Some of the resonances began as simple metaphoric linkages, as with the military register preferred by NFL Films, whose first production, the 1963 film The NFL’s Longest Day, riffed on the recently released D-Day epic, The Longest Day. By the mid-60s, NFL Films consciously shaped football-on-film into an active part of the war effort by appropriating military language like “search and destroy.” Between 1966 and 1971, NFL Films’ highlight packages built morale and extended the NFL’s (and America’s) soft power—while adeptly mingling the two—across the globe. Secretary of State William Rogers brought a supply on tour in the Far East. Air Force One flew a film to President Lyndon Johnson’s ranch in Texas, while President Richard Nixon ordered a big-hits special for the White House. In 1971, Secretary of Defense Melvin Laird publicly pledged “a two-minute bureaucratic drill” to ensure that the Armed Forces Network provided servicemen with more televised football.

In addition to being shipped to Vietnam, these films were shown on transcontinental flights; at the Continental Hotel in Paris, where homesick fans could savor the national pastime while munching hot dogs; on Navy submarines; even in Saudi Arabia, where oil companies ordered copies of the films to console “American workers far from home.” As one reviewer wrote, NFL Films’ magnum opus, They Call it Pro Football, presented an “action-packed display of the beauty and violence of the game—and its impact on the entire country.”

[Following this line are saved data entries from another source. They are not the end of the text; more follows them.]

//! Default reqwest transport against a local mock server

use openapi_bridge::config::Credentials;
use openapi_bridge::registry::schema::build_input_schema;
use openapi_bridge::registry::types::{
    ApiDocument, HttpMethod, Operation, Parameter, ParameterLocation, RequestBody, SchemaObject,
};
use openapi_bridge::routing::{
    DispatchEnvironment, DispatcherOptions, HttpRequest, HttpTransport, InvocationContext, ReqwestTransport,
    RequestDispatcher,
};
use reqwest::header::HeaderMap;
use serde_json::{json, Map, Value};
use std::sync::Arc;
use std::time::Duration;
use wiremock::matchers::{body_json, header, method, path, query_param};
use wiremock::{Mock, MockServer, ResponseTemplate};

fn dispatcher(server: &MockServer, operation: Operation, transport: ReqwestTransport, credentials: Credentials) -> RequestDispatcher {
    let schema = build_input_schema(&operation.parameters, operation.request_body.as_ref());
    let env = DispatchEnvironment {
        document: Arc::new(ApiDocument::default()),
        base_urls: Arc::new(vec![format!("{}/api", server.uri())]),
        credentials: Arc::new(credentials),
        transport: Arc::new(transport),
        options: DispatcherOptions::default(),
    };
    RequestDispatcher::new(operation.operation_id.clone(), Arc::new(operation), Arc::new(schema), env).unwrap()
}

fn args(value: Value) -> Map<String, Value> {
    value.as_object().cloned().unwrap()
}

#[tokio::test]
async fn test_get_with_query_and_bearer() {
    let server = MockServer::start().await;
    Mock::given(method("GET"))
        .and(path("/api/pets"))
        .and(query_param("status", "sold"))
        .and(header("authorization", "Bearer tok"))
        .respond_with(
            ResponseTemplate::new(200)
                .insert_header("content-type", "application/json")
                .set_body_string(r#"[{"id":1}]"#),
        )
        .expect(1)
        .mount(&server)
        .await;

    let operation = Operation::new("listPets", HttpMethod::Get, "/pets")
        .with_parameter(Parameter::new("status", ParameterLocation::Query, SchemaObject::of_type("string")));
    let d = dispatcher(
        &server,
        operation,
        ReqwestTransport::new().unwrap(),
        Credentials::new().with_bearer_token("tok"),
    );

    let result = d.dispatch(&args(json!({"status": "sold"})), &InvocationContext::new()).await.unwrap();

    assert!(!result.is_error);
    assert!(result.text_content().ends_with("Status: 200\nResponse:\n[{\"id\":1}]"));
}

#[tokio::test]
async fn test_post_sends_json_body() {
    let server = MockServer::start().await;
    Mock::given(method("POST"))
        .and(path("/api/pets"))
        .and(header("content-type", "application/json"))
        .and(body_json(json!({"name": "Rex"})))
        .respond_with(ResponseTemplate::new(201).insert_header("content-type", "application/json").set_body_string("{}"))
        .expect(1)
        .mount(&server)
        .await;

    let operation = Operation::new("createPet", HttpMethod::Post, "/pets").with_request_body(RequestBody::json(
        SchemaObject::of_type("object").with_property("name", SchemaObject::of_type("string")),
        true,
    ));
    let d = dispatcher(&server, operation, ReqwestTransport::new().unwrap(), Credentials::new());

    let result = d
        .dispatch(
            &args(json!({"requestBody": {"name": "Rex"}, "__confirmed": true})),
            &InvocationContext::new(),
        )
        .await
        .unwrap();
    assert!(result.text_content().contains("Status: 201"));
}

#[tokio::test]
async fn test_upstream_error_keeps_body() {
    let server = MockServer::start().await;
    Mock::given(method("GET"))
        .and(path("/api/pets/7"))
        .respond_with(
            ResponseTemplate::new(503)
                .insert_header("content-type", "text/plain")
                .set_body_string("maintenance"),
        )
        .mount(&server)
        .await;

    let operation = Operation::new("getPet", HttpMethod::Get, "/pets/{petId}")
        .with_parameter(Parameter::new("petId", ParameterLocation::Path, SchemaObject::of_type("integer")).required());
    let d = dispatcher(&server, operation, ReqwestTransport::new().unwrap(), Credentials::new());

    let result = d.dispatch(&args(json!({"petId": 7})), &InvocationContext::new()).await.unwrap();

    assert!(result.is_error);
    let text = result.text_content();
    assert!(text.contains("Error: Service Unavailable (HTTP 503)"));
    assert!(text.contains("Details: maintenance"));
    assert!(text.contains("SERVER ERROR (503)"));
}

#[tokio::test]
async fn test_default_timeout_is_a_transport_error() {
    let server = MockServer::start().await;
    Mock::given(method("GET"))
        .respond_with(ResponseTemplate::new(200).set_delay(Duration::from_millis(500)))
        .mount(&server)
        .await;

    let transport = ReqwestTransport::with_timeout(Duration::from_millis(50)).unwrap();
    let request = HttpRequest {
        method: HttpMethod::Get,
        url: url::Url::parse(&format!("{}/slow", server.uri())).unwrap(),
        headers: HeaderMap::new(),
        body: None,
        timeout: None,
    };

    let err = transport.send(request).await.unwrap_err();
    assert!(err.is_transport());
    assert!(err.to_string().contains("Timeout"));
}

#[tokio::test]
async fn test_context_timeout_overrides_transport_default() {
    let server = MockServer::start().await;
    Mock::given(method("GET"))
        .respond_with(ResponseTemplate::new(200).set_delay(Duration::from_millis(500)))
        .mount(&server)
        .await;

    let operation = Operation::new("slow", HttpMethod::Get, "/slow");
    let d = dispatcher(&server, operation, ReqwestTransport::new().unwrap(), Credentials::new());
    let context = InvocationContext::new().with_timeout(Duration::from_millis(50));

    let err = d.dispatch(&Map::new(), &context).await.unwrap_err();
    assert!(err.is_transport());
}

At least half of this new importance derived from political actors eager to purchase the NFL’s new currency. “When I mention Nixon’s knowledge of sports, [people] immediately seem to show a great interest in him. . . . This creates a great rapport with sports fans everywhere,” one worker for the Nixon presidential campaign wrote in 1968. In 1960, John F. Kennedy’s campaign enlisted prominent athletes (including Big Daddy Lipscomb, Lenny Moore, Chuck Bednarik, Alan Ameche, Norm van Brocklin, and Johnny Unitas) to endorse him, and by 1968 the process was in full swing, with every candidate’s campaign organization boasting an athletic-endorsement apparatus. The brochure for Athletes for Nixon in 1968 prominently featured Bart Starr’s exhortation to support “the Number One quarterback calling signals for my team.” That QB1, Richard Nixon, did the most to cement the connection between the NFL and the Republican presidents by becoming the first president to attend an NFL regular-season game, publicly honoring Vince Lombardi, and corresponding with the Redskins’ George Allen, whom he thanked after his overwhelming victory in 1972: “it would be impossible for me to repay you adequately for all the work you did during the campaign.”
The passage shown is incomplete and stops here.